Perf issue with regexes that start with repeating digits #1708

allanrbo · 2020-03-03T01:55:23Z

On the Slack channel 2020-03-02, Airween pointed out some PCRE performance issues with requests containing long consecutive strings of digits. He suggested a fix using the (*SKIP) flag. Since this flag is PCRE specific, I'd like to avoid it, in order to pave the way for modsec-alternatives that use regex libraries with guarenteed linear run time (RE2, Hyperscan, and Go's Regexp, for example).

This PR relates is a suggestion to modify 941120, 942210, and 942260.

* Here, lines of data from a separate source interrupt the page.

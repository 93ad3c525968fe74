use clap::{Parser, Subcommand, ValueEnum};
use genai::adapter::AdapterKind;
use std::path::PathBuf;

/// LLM-driven work breakdown structure generator
#[derive(Parser, Debug)]
#[command(
    name = "premisia-wbs",
    about = "Generate a work breakdown structure from business analysis",
    version,
    author,
    long_about = "premisia-wbs turns business-analysis insights and a business context into a \
                  validated work breakdown structure: weighted workstreams with deliverables and \
                  dependencies. It supports multiple AI backends (Ollama, OpenAI, Claude, Gemini, \
                  Grok, Groq) and JSON, YAML or human-readable output."
)]
pub struct CliArgs {
    #[command(subcommand)]
    pub command: Commands,

    #[arg(long, global = true, value_name = "LEVEL", help = "Set logging level")]
    pub log_level: Option<String>,

    #[arg(short = 'v', long, global = true, help = "Enable debug logging")]
    pub verbose: bool,

    #[arg(
        short = 'q',
        long,
        global = true,
        conflicts_with = "verbose",
        help = "Quiet mode - suppress progress and non-error output"
    )]
    pub quiet: bool,
}

#[derive(Subcommand, Debug)]
pub enum Commands {
    #[command(
        about = "Build a work breakdown structure",
        long_about = "Runs the full pipeline: classify the initiative, pick a workstream pattern, \
                      generate workstreams with deliverables and dependencies, then validate them \
                      against the business objective.\n\n\
                      Examples:\n  \
                      premisia-wbs build --insights insights.json --context business.yaml\n  \
                      premisia-wbs build -i notes.txt -c business.json --format json -o wbs.json\n  \
                      premisia-wbs build -i insights.json -c business.json --strategy-profile profile.json\n  \
                      premisia-wbs build -i insights.json -c business.json --backend claude --fast-model claude-3-5-haiku-latest"
    )]
    Build(BuildArgs),

    #[command(
        about = "List registered workstream patterns",
        long_about = "Shows every built-in pattern plugin with its category weights.\n\n\
                      Examples:\n  \
                      premisia-wbs patterns\n  \
                      premisia-wbs patterns --format json"
    )]
    Patterns(PatternsArgs),

    #[command(
        about = "Check backend availability",
        long_about = "Checks which AI backends are reachable or have credentials configured.\n\n\
                      Examples:\n  \
                      premisia-wbs health\n  \
                      premisia-wbs health --backend ollama"
    )]
    Health(HealthArgs),
}

#[derive(Parser, Debug, Clone)]
pub struct BuildArgs {
    #[arg(
        short = 'i',
        long,
        value_name = "FILE",
        help = "Business analysis insights (JSON, YAML or plain text)"
    )]
    pub insights: PathBuf,

    #[arg(
        short = 'c',
        long,
        value_name = "FILE",
        help = "Business context (JSON or YAML)"
    )]
    pub context: PathBuf,

    #[arg(
        long,
        value_name = "FILE",
        help = "Strategy profile used to reweight the pattern (JSON or YAML)"
    )]
    pub strategy_profile: Option<PathBuf>,

    #[arg(
        long,
        value_name = "TEXT",
        help = "Objective to validate against (defaults to the business description)"
    )]
    pub objective: Option<String>,

    #[arg(
        short = 'f',
        long,
        value_enum,
        default_value = "human",
        help = "Output format"
    )]
    pub format: OutputFormatArg,

    #[arg(
        short = 'b',
        long,
        value_parser = parse_backend,
        help = "AI backend provider (defaults to PREMISIA_PROVIDER, then a local Ollama)"
    )]
    pub backend: Option<AdapterKind>,

    #[arg(short = 'm', long, value_name = "MODEL", help = "Model name to use")]
    pub model: Option<String>,

    #[arg(
        long,
        value_name = "MODEL",
        help = "Faster model used for dependency linking"
    )]
    pub fast_model: Option<String>,

    #[arg(long, value_name = "SECONDS", help = "Request timeout in seconds")]
    pub timeout: Option<u64>,

    #[arg(
        short = 'o',
        long,
        value_name = "FILE",
        help = "Write output to file instead of stdout"
    )]
    pub output: Option<PathBuf>,

    #[arg(
        long,
        value_name = "FILE",
        help = "Append every LLM exchange to this JSONL file"
    )]
    pub heuristics_log: Option<PathBuf>,
}

#[derive(Parser, Debug, Clone)]
pub struct PatternsArgs {
    #[arg(
        short = 'f',
        long,
        value_enum,
        default_value = "human",
        help = "Output format"
    )]
    pub format: OutputFormatArg,
}

#[derive(Parser, Debug, Clone)]
pub struct HealthArgs {
    #[arg(
        short = 'b',
        long,
        value_parser = parse_backend,
        help = "Specific backend to check (omit to check all)"
    )]
    pub backend: Option<AdapterKind>,

    #[arg(
        short = 'f',
        long,
        value_enum,
        default_value = "human",
        help = "Output format"
    )]
    pub format: OutputFormatArg,
}

#[derive(ValueEnum, Debug, Clone, Copy, PartialEq, Eq)]
pub enum OutputFormatArg {
    Json,
    Yaml,
    Human,
}

impl From<OutputFormatArg> for super::output::OutputFormat {
    fn from(arg: OutputFormatArg) -> Self {
        match arg {
            OutputFormatArg::Json => super::output::OutputFormat::Json,
            OutputFormatArg::Yaml => super::output::OutputFormat::Yaml,
            OutputFormatArg::Human => super::output::OutputFormat::Human,
        }
    }
}

fn parse_backend(s: &str) -> Result<AdapterKind, String> {
    crate::config::parse_provider(s).map_err(|e| e.to_string())
}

Here's my understanding of the issue: The regexes in these rules all have the option to begin matching with a repeated number of digits, such as [0-9]+. For example the regex [0-9]+a would match 11111a, 111111111a, 11111111111111a, etc. Now the problem arises with for example a string like 11111 (without an a). In this example, PCRE has consumed 11111 and then looks for a, doesn't find it, and therefore backtracks to try instead with just 1111, then 111, then 11, and then finally try with 1. To avoid this backtracking, we can instead anchor the regex before the [0-9]+, to either the beginning of the string or some character that is not a digit. The fixed example then becomes (?:^|[^0-9])[0-9]+a.

Mirko suggested below a much cleaner approach than my first approach: simply don't bother with the quantifier. Updated the PR with this cleaner approach.

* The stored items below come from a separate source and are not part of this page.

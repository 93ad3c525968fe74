use super::confidence::compose_confidence;
use super::config::PipelineConfig;
use super::context::PipelineContext;
use super::error::PipelineError;
use super::phase_trait::PipelineStage;
use super::phases::{
    AdaptivePatternWeighter, AnalyzerInput, BusinessAnalyzer, OptimizerInput, PatternProvider,
    SemanticValidator, StreamOptimizer, StreamProgressCallback, ValidatorInput, WeighterInput,
};
use super::strategy::{resolve_profile, StrategyProfiler};
use crate::heuristics::HeuristicLogger;
use crate::llm::LLMClient;
use crate::output::{BusinessIntent, PlanningContext, StrategyProfile, Wbs, WorkStream};
use crate::patterns::PatternRegistry;
use crate::progress::{ProgressEvent, ProgressHandler};
use serde_json::Value;
use std::sync::Arc;
use std::time::Instant;
use tracing::{debug, info, warn};

/// Runs the full WBS pipeline: strategy profile (optional), analyzer,
/// pattern, weighter (only with a profile), optimizer, validator.
pub struct WbsBuilder {
    context: PipelineContext,
    registry: Arc<PatternRegistry>,
    strategy_profiler: Option<Arc<dyn StrategyProfiler>>,
}

impl WbsBuilder {
    pub fn new(llm_client: Arc<dyn LLMClient>) -> Self {
        Self {
            context: PipelineContext::new(llm_client),
            registry: Arc::new(PatternRegistry::with_defaults()),
            strategy_profiler: None,
        }
    }

    pub fn with_registry(mut self, registry: Arc<PatternRegistry>) -> Self {
        self.registry = registry;
        self
    }

    pub fn with_config(mut self, config: PipelineConfig) -> Self {
        self.context = self.context.with_config(config);
        self
    }

    pub fn with_progress_handler(mut self, handler: Arc<dyn ProgressHandler>) -> Self {
        self.context = self.context.with_progress_handler(handler);
        self
    }

    pub fn with_heuristic_logger(mut self, logger: Arc<HeuristicLogger>) -> Self {
        self.context = self.context.with_heuristic_logger(logger);
        self
    }

    pub fn with_strategy_profiler(mut self, profiler: Arc<dyn StrategyProfiler>) -> Self {
        self.strategy_profiler = Some(profiler);
        self
    }

    pub fn registry(&self) -> &PatternRegistry {
        &self.registry
    }

    pub async fn build_wbs(
        &self,
        insights: &Value,
        planning: &PlanningContext,
    ) -> Result<Wbs, PipelineError> {
        let start = Instant::now();
        info!(business = %planning.business.name, "Starting WBS generation");
        self.context.report(ProgressEvent::Started {
            business: planning.business.name.clone(),
        });

        match self.run(insights, planning).await {
            Ok(wbs) => {
                let total_time = start.elapsed();
                info!(
                    workstreams = wbs.workstreams.len(),
                    confidence = wbs.confidence,
                    duration_ms = total_time.as_millis() as u64,
                    "WBS generation complete"
                );
                self.context.report(ProgressEvent::Completed {
                    workstreams: wbs.workstreams.len(),
                    confidence: wbs.confidence,
                    total_time,
                });
                Ok(wbs)
            }
            Err(e) => {
                self.context.report(ProgressEvent::Failed {
                    error: e.to_string(),
                });
                Err(e)
            }
        }
    }

    async fn run(
        &self,
        insights: &Value,
        planning: &PlanningContext,
    ) -> Result<Wbs, PipelineError> {
        let strategy_profile = self.strategy_profile(insights, planning).await;

        let analyzer_input = AnalyzerInput {
            insights: insights.clone(),
            context: planning.clone(),
            strategy_profile: strategy_profile.clone(),
        };
        let intent = self
            .run_stage(&BusinessAnalyzer::new(self.context.clone()), &analyzer_input)
            .await?;

        let provider = PatternProvider::new(self.context.clone(), Arc::clone(&self.registry));
        let mut pattern = self.run_stage(&provider, &intent).await?;

        if let Some(profile) = strategy_profile {
            pattern = self
                .run_stage(&AdaptivePatternWeighter, &WeighterInput { pattern, profile })
                .await?;
        }

        let optimizer_input = OptimizerInput::new(pattern, planning.clone(), insights.clone())
            .with_progress(self.stream_progress());
        let workstreams = self
            .run_stage(&StreamOptimizer::new(self.context.clone()), &optimizer_input)
            .await?;
        let OptimizerInput { pattern, .. } = optimizer_input;

        self.check_plugin_expectations(&intent, &workstreams);

        let validator_input = ValidatorInput {
            objective: planning.objective().to_string(),
            context: planning.clone(),
            workstreams,
        };
        let validation_report = self
            .run_stage(&SemanticValidator::new(self.context.clone()), &validator_input)
            .await?;
        let ValidatorInput { workstreams, .. } = validator_input;

        let stream_confidences: Vec<f64> = workstreams.iter().map(|w| w.confidence).collect();
        let confidence = compose_confidence(
            intent.confidence,
            validation_report.coherence_score,
            &stream_confidences,
        );

        Ok(Wbs {
            intent,
            pattern,
            workstreams,
            confidence,
            validation_report,
        })
    }

    async fn strategy_profile(
        &self,
        insights: &Value,
        planning: &PlanningContext,
    ) -> Option<StrategyProfile> {
        let profiler = self.strategy_profiler.as_ref()?;
        resolve_profile(profiler.as_ref(), insights, planning).await
    }

    async fn run_stage<S: PipelineStage>(
        &self,
        stage: &S,
        input: &S::Input,
    ) -> Result<S::Output, PipelineError> {
        let name = stage.name();
        debug!(stage = name, "Stage started");
        self.context.report(ProgressEvent::StageStarted {
            stage: name.to_string(),
        });

        let stage_start = Instant::now();
        let output = stage.process(input).await?;
        let duration = stage_start.elapsed();

        debug!(stage = name, duration_ms = duration.as_millis() as u64, "Stage complete");
        self.context.report(ProgressEvent::StageComplete {
            stage: name.to_string(),
            duration,
        });

        Ok(output)
    }

    fn stream_progress(&self) -> StreamProgressCallback {
        let handler = Arc::clone(&self.context.progress_handler);
        Arc::new(move |current: usize, total: usize, name: &str| {
            handler.on_progress(&ProgressEvent::StreamGenerated {
                current,
                total,
                name: name.to_string(),
            });
        })
    }

    fn check_plugin_expectations(&self, intent: &BusinessIntent, workstreams: &[WorkStream]) {
        if let Some(plugin) = self.registry.get_pattern(intent.initiative_type) {
            if !plugin.validate(workstreams) {
                warn!(
                    plugin = plugin.name(),
                    workstreams = workstreams.len(),
                    "Workstreams do not cover the categories the pattern requires"
                );
            }
        }
    }
}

Tested manually with a large request as suggested by Airween, and verified that now perform many orders of magnitude faster.

There is also a perf issue with 942130, but I will send a PR for a suggestion to fix this separately, as I have (by chance) been working on some changes to this rule for some weeks.

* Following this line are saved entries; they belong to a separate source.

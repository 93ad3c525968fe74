//! Optional strategy signal feeding the analyzer and the pattern weighter

use super::error::PipelineError;
use crate::output::{PlanningContext, StrategyProfile};
use async_trait::async_trait;
use serde_json::Value;
use tracing::{debug, info, warn};

/// Derives a [`StrategyProfile`] from upstream analysis. `Ok(None)` means the
/// analysis carries no strategic signal.
#[async_trait]
pub trait StrategyProfiler: Send + Sync {
    fn name(&self) -> &str;

    async fn profile(
        &self,
        insights: &Value,
        context: &PlanningContext,
    ) -> Result<Option<StrategyProfile>, PipelineError>;
}

/// Returns the same profile for every build
#[derive(Debug, Clone)]
pub struct StaticStrategyProfiler {
    profile: StrategyProfile,
}

impl StaticStrategyProfiler {
    pub fn new(profile: StrategyProfile) -> Self {
        Self { profile }
    }
}

#[async_trait]
impl StrategyProfiler for StaticStrategyProfiler {
    fn name(&self) -> &str {
        "static"
    }

    async fn profile(
        &self,
        _insights: &Value,
        _context: &PlanningContext,
    ) -> Result<Option<StrategyProfile>, PipelineError> {
        Ok(Some(self.profile.clone()))
    }
}

/// Runs `profiler`, logging and discarding any failure
pub async fn resolve_profile(
    profiler: &dyn StrategyProfiler,
    insights: &Value,
    context: &PlanningContext,
) -> Option<StrategyProfile> {
    match profiler.profile(insights, context).await {
        Ok(Some(profile)) => {
            info!(
                profiler = profiler.name(),
                archetype = %profile.archetype,
                adjustments = profile.effort_adjustments.len(),
                "Strategy profile resolved"
            );
            Some(profile)
        }
        Ok(None) => {
            debug!(profiler = profiler.name(), "No strategy profile");
            None
        }
        Err(e) => {
            warn!(
                profiler = profiler.name(),
                error = %e,
                "Strategy profiling failed, continuing without a profile"
            );
            None
        }
    }
}
pub mod schema;

pub use schema::{
    BusinessContext, BusinessIntent, BusinessScale, InitiativeType, PlanningContext, Priority,
    Severity, StrategyProfile, TechnologyRole, ValidationIssue, ValidationResult, Wbs, WorkStream,
    WorkStreamCategory, WorkStreamPattern,
};
use super::error::PipelineError;
use async_trait::async_trait;

/// One step of the WBS pipeline. Stages run strictly in sequence; each
/// stage's output feeds the next one's input.
#[async_trait]
pub trait PipelineStage: Send + Sync {
    type Input: Send + Sync;
    type Output: Send;

    fn name(&self) -> &'static str;

    async fn process(&self, input: &Self::Input) -> Result<Self::Output, PipelineError>;
}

mirkodziadzka-avi · 2020-03-03T12:31:15Z

If we are looking at [0-9]+a to detect an attack - we are not extracting part of data, but only want to know if this regex would match the input.

In this case, this regex is equivalent to [0-9]a

The former will match if and only if the later will match.
So we can simplify this without anchoring the request. And we would avoid the backtracking here.

So instead of

SecRule REQUEST_COOKIES|!REQUEST_COOKIES:/__utm/|REQUEST_COOKIES_NAMES|REQUEST_HEADERS:User-Agent|REQUEST_HEADERS:Referer|ARGS_NAMES|ARGS|XML:/* "@rx (?i)[\s\"'`;\/0-9=\x0B\x09\x0C\x3B\x2C\x28\x3B]+on[a-zA-Z]+[\s\x0B\x09\x0C\x3B\x2C\x28\x3B]*?=" \

we could write

SecRule REQUEST_COOKIES|!REQUEST_COOKIES:/__utm/|REQUEST_COOKIES_NAMES|REQUEST_HEADERS:User-Agent|REQUEST_HEADERS:Referer|ARGS_NAMES|ARGS|XML:/* "@rx (?i)[\s\"'`;\/0-9=\x0B\x09\x0C\x3B\x2C\x28\x3B]on[a-zA-Z]+[\s\x0B\x09\x0C\x3B\x2C\x28\x3B]*?=" \

dune73 · 2020-03-03T13:06:52Z

That makes sense to me.

allanrbo · 2020-03-03T19:31:23Z

I think that's a great suggestion, Mirko. Much simpler. I'll either update this PR or if Airween is sending one I'll close this one. Thanks!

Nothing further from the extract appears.